Steptron and vLLM Binding Integration

Goal

Describe the concrete landing path for the binding work from:

  • docs/designs/0084-binding-unified-model-and-contract.md
  • docs/designs/0085-distributed-binding-assembly-and-coordinator.md

This guide is intentionally grounded in the current steptron training code and the current vllm TensorCast runtime so the design can be mapped to real integration points instead of staying abstract.

Repository roots referenced below:

  • steptron: /opt/example-framework
  • vllm: /opt/vllm

Current Steptron Training Path

The current steptron path for the referenced PPO experiment is:

  1. experiment setup resolves the HF bootstrap path in playground/users/ys/step4air/rl/step4air_toy_fully_async_dual8_h800.py (_resolve_init_hf_path around line 248, Exp.__init__ around line 693).
  2. PPOTrainer.before_train() calls self.load_checkpoint() and then creates PackedModel(...) in steptron/core/ppo_trainer.py around lines 147-162.
  3. PackedModel.setup_model() constructs model chunks through model_config.build_model() and then moves them onto CUDA in steptron/core/multi_model.py around lines 122-167.
  4. load_model_checkpoint() dispatches to model.load_hf_state_dict(...) in steptron/core/utils.py around lines 247-269.
  5. load_hf_state_dict() performs reshaper.forward(...) and then load_state_dict(...) in steptron/model/module.py around lines 290-305.

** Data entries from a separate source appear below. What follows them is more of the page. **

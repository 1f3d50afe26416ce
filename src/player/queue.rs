use std::collections::VecDeque;

use parking_lot::Mutex;
use thiserror::Error;
use tokio::sync::Notify;

use crate::player::track::Track;

/// Push attempted against a queue whose session is tearing down.
#[derive(Debug, Error)]
#[error("queue is closed")]
pub struct QueueClosed;

struct QueueInner {
    items: VecDeque<Track>,
    closed: bool,
}

/// FIFO track queue for one session.
///
/// Pushes come from arbitrary command contexts and never block. The single
/// consumer is the session's playback loop, which awaits `pop` (cancellable
/// from its `select!`). Once closed, every later push fails; close wins over
/// any concurrent push, which is what keeps teardown race-free against
/// enqueue.
pub struct TrackQueue {
    inner: Mutex<QueueInner>,
    notify: Notify,
}

impl TrackQueue {
    pub fn new() -> Self {
        Self {
            inner: Mutex::new(QueueInner {
                items: VecDeque::new(),
                closed: false,
            }),
            notify: Notify::new(),
        }
    }

    /// Append a track to the tail. Never blocks.
    pub fn push(&self, track: Track) -> Result<(), QueueClosed> {
        {
            let mut inner = self.inner.lock();
            if inner.closed {
                return Err(QueueClosed);
            }
            inner.items.push_back(track);
        }
        self.notify.notify_one();
        Ok(())
    }

    /// Wait for the head track. Returns `None` once the queue is closed and
    /// drained.
    pub async fn pop(&self) -> Option<Track> {
        loop {
            {
                let mut inner = self.inner.lock();
                if let Some(track) = inner.items.pop_front() {
                    return Some(track);
                }
                if inner.closed {
                    return None;
                }
            }
            self.notify.notified().await;
        }
    }

    /// Snapshot of up to `n` pending tracks, head first. Does not consume.
    pub fn peek(&self, n: usize) -> Vec<Track> {
        let inner = self.inner.lock();
        inner.items.iter().take(n).cloned().collect()
    }

    pub fn len(&self) -> usize {
        self.inner.lock().items.len()
    }

    pub fn is_empty(&self) -> bool {
        self.inner.lock().items.is_empty()
    }

    /// Reject all future pushes and wake the consumer.
    pub fn close(&self) {
        self.inner.lock().closed = true;
        self.notify.notify_one();
    }

    pub fn clear(&self) {
        self.inner.lock().items.clear();
    }
}

impl Default for TrackQueue {
    fn default() -> Self {
        Self::new()
    }
}

#[cfg(test)]
mod tests {
    use super::*;
    use crate::sources::TrackInfo;

    fn track(title: &str) -> Track {
        Track::new(
            TrackInfo {
                title: title.to_string(),
                canonical_url: format!("https://media.example/{title}"),
                thumbnail_url: None,
            },
            title,
            1,
        )
    }

    #[tokio::test]
    async fn test_pop_preserves_insertion_order() {
        let queue = TrackQueue::new();
        queue.push(track("a")).unwrap();
        queue.push(track("b")).unwrap();
        queue.push(track("c")).unwrap();

        assert_eq!(queue.pop().await.unwrap().title, "a");
        assert_eq!(queue.pop().await.unwrap().title, "b");
        assert_eq!(queue.pop().await.unwrap().title, "c");
    }

    #[tokio::test]
    async fn test_pop_waits_for_push() {
        let queue = std::sync::Arc::new(TrackQueue::new());

        let consumer = {
            let queue = queue.clone();
            tokio::spawn(async move { queue.pop().await })
        };
        tokio::task::yield_now().await;

        queue.push(track("late")).unwrap();
        let popped = consumer.await.unwrap();
        assert_eq!(popped.unwrap().title, "late");
    }

    #[tokio::test]
    async fn test_peek_does_not_consume() {
        let queue = TrackQueue::new();
        queue.push(track("a")).unwrap();
        queue.push(track("b")).unwrap();

        let head: Vec<String> = queue.peek(5).into_iter().map(|t| t.title).collect();
        assert_eq!(head, ["a", "b"]);
        assert_eq!(queue.len(), 2);

        // A second peek sees the same order.
        let again: Vec<String> = queue.peek(1).into_iter().map(|t| t.title).collect();
        assert_eq!(again, ["a"]);
    }

    #[tokio::test]
    async fn test_push_after_close_fails() {
        let queue = TrackQueue::new();
        queue.close();
        assert!(queue.push(track("too late")).is_err());
    }

    #[tokio::test]
    async fn test_pop_returns_none_when_closed_and_empty() {
        let queue = TrackQueue::new();
        queue.push(track("last")).unwrap();
        queue.close();

        // Items already queued still drain before the end marker.
        assert_eq!(queue.pop().await.unwrap().title, "last");
        assert!(queue.pop().await.is_none());
    }
}
use serde::{Deserialize, Serialize};

use crate::common::types::AnyResult;
use crate::configs::PlayerConfig;

#[derive(Debug, Deserialize, Serialize, Clone, Default)]
pub struct Config {
    #[serde(default)]
    pub player: PlayerConfig,
    #[serde(default)]
    pub logging: Option<LoggingConfig>,
}

#[derive(Debug, Deserialize, Serialize, Clone)]
pub struct LoggingConfig {
    pub level: Option<String>,
    pub filters: Option<String>,
}

impl Config {
    pub fn load() -> AnyResult<Self> {
        let config_path = if std::path::Path::new("config.toml").exists() {
            "config.toml"
        } else if std::path::Path::new("config.default.toml").exists() {
            "config.default.toml"
        } else {
            return Ok(Self::default());
        };

        let config_str = std::fs::read_to_string(config_path)?;
        if config_str.is_empty() {
            return Ok(Self::default());
        }

        let config = toml::from_str(&config_str)?;
        Ok(config)
    }
}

Important current properties:

  • model construction happens before HF weights are loaded
  • @init_weight_callback recursively runs init_model_weight() immediately after model construction in steptron/model/utils.py around lines 130-146
  • tensor-parallel layers allocate real parameter storage in their constructors unless told otherwise
  • TP layers already expose weight_memory_loc hooks in steptron/core/tensor_parallel/layers.py around lines 1205-1277 and 1469-1542

Current vllm TensorCast Path

The current vllm TensorCast runtime already has the serving-side consumer model we want to preserve:

  • tensorcast_loader.py can:
  • load directly from a serving artifact with artifact.bind(...)
  • or bootstrap a local/source input into a serving artifact and then bind it
  • or acquire a retained serving binding through explicit retained authority
  • and later reload through binding.swap(...)
  • gpu_model_runner.py consumes the dedicated TensorCast serving reload path using ServingArtifactLocator and manifest runtime policy
  • api_server.py gates /reload_serving_artifact with drain + serialized reload, while /set_model_weight is rejected for load_format="tensorcast"

Concrete current anchors:

  • direct serving-artifact startup path in vllm/vllm/model_executor/model_loader/tensorcast_loader.py (TensorcastModelLoader.load_model(...))
  • retained binding acquire path in vllm/vllm/tensorcast/retained_binding.py
  • local bootstrap path in vllm/vllm/model_executor/model_loader/tensorcast_builder/local_dir_prepare.py
  • reload-by-swap path in vllm/vllm/model_executor/model_loader/tensorcast_loader.py
  • HTTP drain + serialized serving reload in vllm/vllm/entrypoints/openai/api_server.py

This means the integration goal is not to redesign vLLM reload semantics. It is to make training publish the right versions in the right representation.

TensorCast-Side Readiness And Diagnostics Contract

The current TensorCast-side source-bound readiness surface for this integration has one active cut point:

  • source_bound_contract_version >= 4
  • same-binding Binding.realize_from(...) / Store.realize_into_binding(...) are execution-only ingress points that return BindingUpdateEpoch rather than a sealed current value;
  • typed hash diagnostics on the surviving seal path are part of the stable downstream contract;
  • downstream builder code must gate on this version before depending on the update_epoch response shape.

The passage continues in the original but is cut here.